Traded options demonstrate asymmetry in their ability to foretell analysts’ revised recommendations on the underlying stock.
What’s Inside?
The authors research traded options’ predictive ability with respect to revisions of financial analysts’ recommendations on underlying stock prices and how such features inform a trading strategy. Additionally, they discover a profitable costless trading strategy arbitraging differences between the option price and the equity security on which it is based.
How Is This Research Useful to Practitioners?
The authors’ analysis is the first to discover how options-implied stock prices, implied volatility, and options trading volumes lead to changes in underlying stock prices that arise from an announcement of analysts’ consensus revisions. The options markets are, in effect, harbingers of this information.
A large dataset spanning 10 years is the subject of investigation. The authors cleanse these data of outliers with respect to trading volume and liquidity, and they implement further controls to remove potential biases arising from analyst herding and piggybacking. The scrubbed data undergo examination for behavior at earnings revision time through measures that consider volatility between like–kind options and skewness between out-of-the-money puts and at-the-money calls. The authors also examine trading volume in options markets and stock markets.
Options market behavior seems to imply abnormal returns in the underlying shares in proximity to the earnings revision announcement date, both before and after. The conclusions are robust to tests that disaggregate behavior between normal information flow among markets and information flow resulting from the earnings revision.

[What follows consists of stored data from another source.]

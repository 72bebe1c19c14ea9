//! Signature assembly: aggregation chains, calendar chain and the RFC 3161
//! record composed into the final signature element.

use crate::domain::asn1::{SignerInfo, TstInfo};
use crate::domain::constants::{TLV_RFC3161_RECORD, TLV_SIGNATURE};
use crate::domain::hash::{HashAlgorithm, Imprint};
use crate::domain::tlv::TlvElement;
use crate::infra::error::{ConvertError, ConvertResult};

/// Everything the assembler needs from the earlier phases.
pub struct SignatureParts<'a> {
    pub aggregation_chains: Vec<TlvElement>,
    pub calendar_chain: TlvElement,
    pub document_hash: &'a Imprint,
    pub attrs_digest_algorithm: HashAlgorithm,
    pub tst_info: &'a TstInfo,
    pub signer_info: &'a SignerInfo,
}

/// Compose the signature element. Every aggregation chain receives a copy
/// of the calendar chain's registration time, and the RFC 3161 record
/// carries the captured DER brackets needed to recompute the input hash.
pub fn assemble(parts: SignatureParts<'_>) -> ConvertResult<TlvElement> {
    let SignatureParts {
        mut aggregation_chains,
        calendar_chain,
        document_hash,
        attrs_digest_algorithm,
        tst_info,
        signer_info,
    } = parts;

    let registration_time = calendar_chain
        .first_child_of_type(0x2)
        .ok_or_else(|| {
            ConvertError::Format("calendar chain is missing its registration time".to_string())
        })?
        .as_u64()?;

    for chain in &mut aggregation_chains {
        chain.add_child(TlvElement::from_u64(0x2, registration_time));
    }

    let mut record = TlvElement::new(TLV_RFC3161_RECORD);
    record.add_child(TlvElement::from_u64(0x2, registration_time));
    let first_chain = aggregation_chains.first().ok_or_else(|| {
        ConvertError::Format("No links found in aggregation hash chain.".to_string())
    })?;
    for index in first_chain.children_of_type(0x3) {
        record.add_child(index.clone());
    }
    record.add_child(TlvElement::from_imprint(0x5, document_hash));
    record.add_child(TlvElement::from_bytes(
        0x10,
        &tst_info.bytes_before_hashed_message(),
    ));
    record.add_child(TlvElement::from_bytes(
        0x11,
        &tst_info.bytes_after_hashed_message(),
    ));
    record.add_child(TlvElement::from_u64(
        0x12,
        u64::from(document_hash.algorithm().gtid()),
    ));
    record.add_child(TlvElement::from_bytes(
        0x13,
        &signer_info.signed_attrs_bytes_before_message_imprint(),
    ));
    record.add_child(TlvElement::from_bytes(
        0x14,
        &signer_info.signed_attrs_bytes_after_message_imprint(),
    ));
    record.add_child(TlvElement::from_u64(
        0x15,
        u64::from(attrs_digest_algorithm.gtid()),
    ));

    let mut signature = TlvElement::new(TLV_SIGNATURE);
    for chain in aggregation_chains {
        signature.add_child(chain);
    }
    signature.add_child(calendar_chain);
    signature.add_child(record);
    Ok(signature)
}
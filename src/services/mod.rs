//! Service layer: chain decoding, chain building and signature assembly.

pub mod aggregation_builder;
pub mod assembler;
pub mod calendar_builder;
pub mod chain_builder;
pub mod converter;
pub mod extend;

pub use aggregation_builder::{AggregationChainBuilder, AggregationChains};
pub use calendar_builder::CalendarChainBuilder;
pub use converter::{ConvertedSignature, SignatureConverter};
pub use extend::{ExtenderClient, ExtenderSettings, PublicationsFileClient, SignatureEncoder};
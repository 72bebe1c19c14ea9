//! Centralized constants for the DER tags, OIDs and TLV element types the
//! legacy token format uses. Only broadly reused literals live here.

// === ASN.1 DER tags ===

/// ASN.1 SEQUENCE tag
pub const TAG_SEQUENCE: u8 = 0x30;

/// ASN.1 SET tag
pub const TAG_SET: u8 = 0x31;

/// ASN.1 INTEGER tag
pub const TAG_INTEGER: u8 = 0x02;

/// ASN.1 OBJECT IDENTIFIER tag
pub const TAG_OID: u8 = 0x06;

/// ASN.1 OCTET STRING tag
pub const TAG_OCTET_STRING: u8 = 0x04;

/// ASN.1 BOOLEAN tag
pub const TAG_BOOLEAN: u8 = 0x01;

/// ASN.1 GeneralizedTime tag
pub const TAG_GENERALIZED_TIME: u8 = 0x18;

/// Context-specific constructed tag [0]
pub const TAG_CONTEXT_0: u8 = 0xA0;

/// Context-specific constructed tag [1]
pub const TAG_CONTEXT_1: u8 = 0xA1;

/// Context-specific primitive tag [0] (Accuracy millis)
pub const TAG_CONTEXT_0_PRIMITIVE: u8 = 0x80;

/// Context-specific primitive tag [1] (Accuracy micros)
pub const TAG_CONTEXT_1_PRIMITIVE: u8 = 0x81;

// === Object identifiers (dotted form) ===

/// CMS signedData content type (1.2.840.113549.1.7.2)
pub const OID_SIGNED_DATA: &str = "1.2.840.113549.1.7.2";

/// id-ct-TSTInfo encapsulated content type (1.2.840.113549.1.9.16.1.4)
pub const OID_CT_TST_INFO: &str = "1.2.840.113549.1.9.16.1.4";

/// PKCS#9 content-type attribute (1.2.840.113549.1.9.3)
pub const OID_ATTR_CONTENT_TYPE: &str = "1.2.840.113549.1.9.3";

/// PKCS#9 message-digest attribute (1.2.840.113549.1.9.4)
pub const OID_ATTR_MESSAGE_DIGEST: &str = "1.2.840.113549.1.9.4";

/// Vendor time-signature algorithm (1.3.6.1.4.1.27868.4.1)
pub const OID_TIME_SIGNATURE_ALG: &str = "1.3.6.1.4.1.27868.4.1";

// === Version fields ===

/// Required SignedData version
pub const SIGNED_DATA_VERSION: u64 = 3;

/// Required SignerInfo version
pub const SIGNER_INFO_VERSION: u64 = 1;

/// Required TSTInfo version
pub const TST_INFO_VERSION: u64 = 1;

// === TLV element types ===

/// KSI signature container element
pub const TLV_SIGNATURE: u16 = 0x800;

/// Aggregation hash chain element
pub const TLV_AGGREGATION_CHAIN: u16 = 0x801;

/// Calendar hash chain element
pub const TLV_CALENDAR_CHAIN: u16 = 0x802;

/// RFC 3161 record element
pub const TLV_RFC3161_RECORD: u16 = 0x806;

/// Left hash-chain link (wire direction byte 1)
pub const TLV_LEFT_LINK: u16 = 0x7;

/// Right hash-chain link (wire direction byte 0)
pub const TLV_RIGHT_LINK: u16 = 0x8;
//! RFC 3161 `TSTInfo` structure with byte-range capture around the
//! `hashedMessage` octet string.
//!
//! ```text
//! TSTInfo ::= SEQUENCE {
//!    version        INTEGER  { v1(1) },
//!    policy         TSAPolicyId,
//!    messageImprint MessageImprint,
//!    serialNumber   INTEGER,
//!    genTime        GeneralizedTime,
//!    accuracy       Accuracy OPTIONAL,
//!    ordering       BOOLEAN DEFAULT FALSE,
//!    nonce          INTEGER OPTIONAL,
//!    tsa            [0] GeneralName OPTIONAL,
//!    extensions     [1] IMPLICIT Extensions OPTIONAL
//! }
//! MessageImprint ::= SEQUENCE {
//!    hashAlgorithm AlgorithmIdentifier,
//!    hashedMessage OCTET STRING
//! }
//! ```
//!
//! Verification of a converted signature recomputes the TSTInfo digest from
//! `prefix ‖ hashedMessage ‖ suffix`, so the captured ranges are verbatim
//! slices of the wire encoding, never re-encoded.

use crate::domain::asn1::reader::{
    decode_oid, decode_u64, read_algorithm_identifier, DerElement, DerError, DerReader,
    ParseFailure, ParseResult,
};
use crate::domain::constants::{
    TAG_BOOLEAN, TAG_CONTEXT_0, TAG_CONTEXT_0_PRIMITIVE, TAG_CONTEXT_1, TAG_CONTEXT_1_PRIMITIVE,
    TAG_GENERALIZED_TIME, TAG_INTEGER, TAG_OCTET_STRING, TAG_OID, TAG_SEQUENCE,
    TST_INFO_VERSION,
};
use crate::infra::error::{ConvertError, ConvertResult};

/// Parsed `TSTInfo` plus the two captured byte ranges bracketing
/// `messageImprint.hashedMessage`.
#[derive(Debug, Clone)]
pub struct TstInfo {
    version: u64,
    policy: String,
    message_imprint: MessageImprint,
    serial_number: Vec<u8>,
    gen_time: String,
    accuracy: Option<Accuracy>,
    ordering: bool,
    nonce: Option<Vec<u8>>,
    tsa: Option<Vec<u8>>,
    extensions: Option<Vec<u8>>,
    bytes_before_hashed_message: Vec<u8>,
    bytes_after_hashed_message: Vec<u8>,
}

impl TstInfo {
    /// Parse a DER-encoded `TSTInfo`.
    pub fn parse(bytes: &[u8]) -> ConvertResult<Self> {
        Self::parse_inner(bytes).map_err(|e| e.into_format("TST info"))
    }

    fn parse_inner(bytes: &[u8]) -> ParseResult<Self> {
        let mut outer = DerReader::new(bytes);
        let sequence = outer.expect_element(TAG_SEQUENCE)?;
        let mut fields = sequence.inner();

        let version_element = fields.expect_element(TAG_INTEGER)?;
        let policy_element = fields.expect_element(TAG_OID)?;
        let imprint_element = fields.expect_element(TAG_SEQUENCE)?;

        // Bracket capture: everything from the TSTInfo header up to and
        // including the hashedMessage header, all verbatim wire bytes.
        let mut imprint_fields = imprint_element.inner();
        let algorithm_element = imprint_fields.expect_element(TAG_SEQUENCE)?;
        let hashed_message_element = imprint_fields.expect_element(TAG_OCTET_STRING)?;
        imprint_fields.finish()?;

        let mut prefix = Vec::new();
        prefix.extend_from_slice(sequence.header());
        prefix.extend_from_slice(version_element.raw());
        prefix.extend_from_slice(policy_element.raw());
        prefix.extend_from_slice(imprint_element.header());
        prefix.extend_from_slice(algorithm_element.raw());
        prefix.extend_from_slice(hashed_message_element.header());

        let version = decode_u64(&version_element)?;
        if version != TST_INFO_VERSION {
            return Err(ParseFailure::Classified(ConvertError::Format(format!(
                "invalid TST info version: {version}"
            ))));
        }
        let policy = decode_oid(&policy_element)?;
        let message_imprint = MessageImprint {
            hash_algorithm: read_algorithm_identifier(&algorithm_element)?,
            hashed_message: hashed_message_element.content().to_vec(),
        };

        let serial_element = fields.expect_element(TAG_INTEGER)?;
        let serial_number = serial_element.content().to_vec();
        let gen_time_element = fields.expect_element(TAG_GENERALIZED_TIME)?;
        let gen_time = String::from_utf8(gen_time_element.content().to_vec())
            .map_err(|_| ConvertError::Format("TST info has invalid format".to_string()))?;

        let mut suffix = Vec::new();
        suffix.extend_from_slice(serial_element.raw());
        suffix.extend_from_slice(gen_time_element.raw());

        let mut accuracy = None;
        let mut ordering = false;
        let mut nonce = None;
        let mut tsa = None;
        let mut extensions = None;
        while !fields.at_end() {
            let element = fields.read_element()?;
            suffix.extend_from_slice(element.raw());
            match element.tag() {
                TAG_SEQUENCE if accuracy.is_none() => {
                    accuracy = Some(Accuracy::parse_element(&element)?);
                }
                TAG_BOOLEAN => {
                    ordering = element.content() != [0x00];
                }
                TAG_INTEGER => {
                    nonce = Some(element.content().to_vec());
                }
                TAG_CONTEXT_0 => {
                    tsa = Some(element.content().to_vec());
                }
                TAG_CONTEXT_1 => {
                    check_extensions(&element)?;
                    extensions = Some(element.raw().to_vec());
                }
                tag => {
                    return Err(ParseFailure::Syntax(DerError(format!(
                        "unexpected tag 0x{tag:02x} in TST info"
                    ))));
                }
            }
        }

        Ok(TstInfo {
            version,
            policy,
            message_imprint,
            serial_number,
            gen_time,
            accuracy,
            ordering,
            nonce,
            tsa,
            extensions,
            bytes_before_hashed_message: prefix,
            bytes_after_hashed_message: suffix,
        })
    }

    #[must_use]
    pub fn version(&self) -> u64 {
        self.version
    }

    /// OID of the timestamping policy.
    #[must_use]
    pub fn policy(&self) -> &str {
        &self.policy
    }

    #[must_use]
    pub fn message_imprint(&self) -> &MessageImprint {
        &self.message_imprint
    }

    /// Serial number as raw INTEGER content bytes (may exceed 64 bits).
    #[must_use]
    pub fn serial_number(&self) -> Vec<u8> {
        self.serial_number.clone()
    }

    /// Request time as the GeneralizedTime text from the wire.
    #[must_use]
    pub fn gen_time(&self) -> &str {
        &self.gen_time
    }

    #[must_use]
    pub fn accuracy(&self) -> Option<&Accuracy> {
        self.accuracy.as_ref()
    }

    #[must_use]
    pub fn ordering(&self) -> bool {
        self.ordering
    }

    #[must_use]
    pub fn nonce(&self) -> Option<Vec<u8>> {
        self.nonce.clone()
    }

    /// Raw encoding of the tsa GeneralName, if present.
    #[must_use]
    pub fn tsa(&self) -> Option<Vec<u8>> {
        self.tsa.clone()
    }

    /// Raw encoding of the extensions field, if present.
    #[must_use]
    pub fn encoded_extensions(&self) -> Option<Vec<u8>> {
        self.extensions.clone()
    }

    /// TSTInfo header through the hashedMessage header, verbatim.
    #[must_use]
    pub fn bytes_before_hashed_message(&self) -> Vec<u8> {
        self.bytes_before_hashed_message.clone()
    }

    /// Every TSTInfo field after the messageImprint, verbatim.
    #[must_use]
    pub fn bytes_after_hashed_message(&self) -> Vec<u8> {
        self.bytes_after_hashed_message.clone()
    }
}

/// Hash algorithm OID and digest of the timestamped datum.
#[derive(Debug, Clone)]
pub struct MessageImprint {
    hash_algorithm: String,
    hashed_message: Vec<u8>,
}

impl MessageImprint {
    #[must_use]
    pub fn hash_algorithm(&self) -> &str {
        &self.hash_algorithm
    }

    #[must_use]
    pub fn hashed_message(&self) -> Vec<u8> {
        self.hashed_message.clone()
    }
}

/// Claimed accuracy of the issuing gateway's clock.
///
/// ```text
/// Accuracy ::= SEQUENCE {
///    seconds INTEGER OPTIONAL,
///    millis  [0] INTEGER (1..999) OPTIONAL,
///    micros  [1] INTEGER (1..999) OPTIONAL
/// }
/// ```
#[derive(Debug, Clone)]
pub struct Accuracy {
    seconds: Option<u64>,
    millis: Option<u64>,
    micros: Option<u64>,
}

impl Accuracy {
    fn parse_element(element: &DerElement<'_>) -> ParseResult<Self> {
        let mut fields = element.inner();
        let mut seconds = None;
        let mut millis = None;
        let mut micros = None;
        while !fields.at_end() {
            let part = fields.read_element()?;
            match part.tag() {
                TAG_INTEGER if seconds.is_none() => seconds = Some(decode_u64(&part)?),
                TAG_CONTEXT_0_PRIMITIVE if millis.is_none() => {
                    millis = Some(decode_u64(&part)?);
                }
                TAG_CONTEXT_1_PRIMITIVE if micros.is_none() => {
                    micros = Some(decode_u64(&part)?);
                }
                _ => {
                    return Err(ParseFailure::Classified(ConvertError::Format(
                        "accuracy has invalid format".to_string(),
                    )));
                }
            }
        }
        Ok(Accuracy {
            seconds,
            millis,
            micros,
        })
    }

    #[must_use]
    pub fn seconds(&self) -> Option<u64> {
        self.seconds
    }

    #[must_use]
    pub fn millis(&self) -> Option<u64> {
        self.millis
    }

    #[must_use]
    pub fn micros(&self) -> Option<u64> {
        self.micros
    }

    /// Total tolerance formatted for human reading. Missing components
    /// count as zero per RFC 3161.
    #[must_use]
    pub fn formatted(&self) -> String {
        let mut value = self.seconds.unwrap_or(0);
        value *= 1000;
        value += self.millis.unwrap_or(0);
        value *= 1000;
        value += self.micros.unwrap_or(0);

        if value % 1_000_000 == 0 {
            format!("{}s", value / 1_000_000)
        } else if value % 1000 == 0 {
            format!("{}ms", value / 1000)
        } else {
            format!("{value}us")
        }
    }
}

/// Reject empty extension lists, empty extensions and critical extensions.
///
/// ```text
/// Extensions ::= SEQUENCE SIZE (1..MAX) OF Extension
/// Extension  ::= SEQUENCE { extnID OID, critical BOOLEAN DEFAULT FALSE,
///                           extnValue OCTET STRING }
/// ```
fn check_extensions(element: &DerElement<'_>) -> ParseResult<()> {
    let mut extensions = element.inner();
    if extensions.at_end() {
        return Err(ParseFailure::Classified(ConvertError::Format(
            "empty extensions list".to_string(),
        )));
    }
    while !extensions.at_end() {
        let extension = extensions.expect_element(TAG_SEQUENCE)?;
        let mut parts = extension.inner();
        let oid_element = parts.expect_element(TAG_OID)?;
        let oid = decode_oid(&oid_element)?;
        if parts.at_end() {
            return Err(ParseFailure::Classified(ConvertError::Format(format!(
                "empty extension {oid}"
            ))));
        }
        if parts.peek_tag() == Some(TAG_BOOLEAN) {
            let critical = parts.read_element()?;
            if critical.content() != [0x00] {
                return Err(ParseFailure::Classified(ConvertError::Format(format!(
                    "unknown critical extension {oid}"
                ))));
            }
        }
        parts.expect_element(TAG_OCTET_STRING)?;
        parts.finish()?;
    }
    Ok(())
}
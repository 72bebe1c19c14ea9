pub mod asn1;
pub mod constants;
pub mod hash;
pub mod tlv;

Such predictive traits of an information-rich options market inform investors’ ability to implement a costless arbitrage that shorts firms with low abnormal options-implied returns and goes long firms with high abnormal options-implied returns.
Students and practitioners of risk and portfolio management, as well as equity market strategists, would glean important information from this study.
How Did the Authors Conduct This Research?
The authors review existing literature on options markets’ information content and use four metrics to monitor the activity in options markets around the time of an analyst revision. The four metrics are
- abnormal implied return, or the difference between the price of the synthetic security and the underlying;
- volatility spreads, or the average difference in implied volatility between calls and puts with identical strike prices and expiration dates;
- volatility skewness, or the difference between implied volatilities of out-of-the-money puts and at-the-money calls; and
- relative volume in options and stock markets, or how volume in the former affects volume in the latter.
The authors examine US equity and options data from October 2000 to September 2009. The data are from IBES (consensus upgrade and downgrade changes), OptionMetrics (options data to produce options prices at the midpoint of bid and ask prices), and CRSP (stock price and financial accounting data). Filters scrub the data by removing thinly traded options, those lacking corresponding puts and calls with the same maturity and exercise price, options pairs with less than 5-day or greater than 90-day maturities, and low liquidity options. Further controls remove recommendation duplicates and reiterations and adjust for analyst herding and piggybacking to eliminate potential biased test results.
Evidence from all four measures indicates predictive options trading consistent with the pending analyst consensus revisions, although upgrades and downgrades may not be of the same magnitude. Similar results are obtained to a lesser degree in markets that receive analysts’ limited attention. Here, earnings announcement drift tends to be more pronounced and price discovery is delayed because of the scarcity of analyst coverage.
Regression analysis attempts to parse information flows to control for potential determinants of abnormal stock returns on the announcement day by studying the degree to which the abnormality of such returns is attributable to routine information exchange between stock and options markets and information specific to the earnings revision. The authors conclude that the options market leads the stock market in the transmission of earnings revisions’ impact on stock prices. Options’ information content informs a profitable trading strategy that buys options on firms with high abnormal implied returns and sells short options on those with low abnormal implied returns.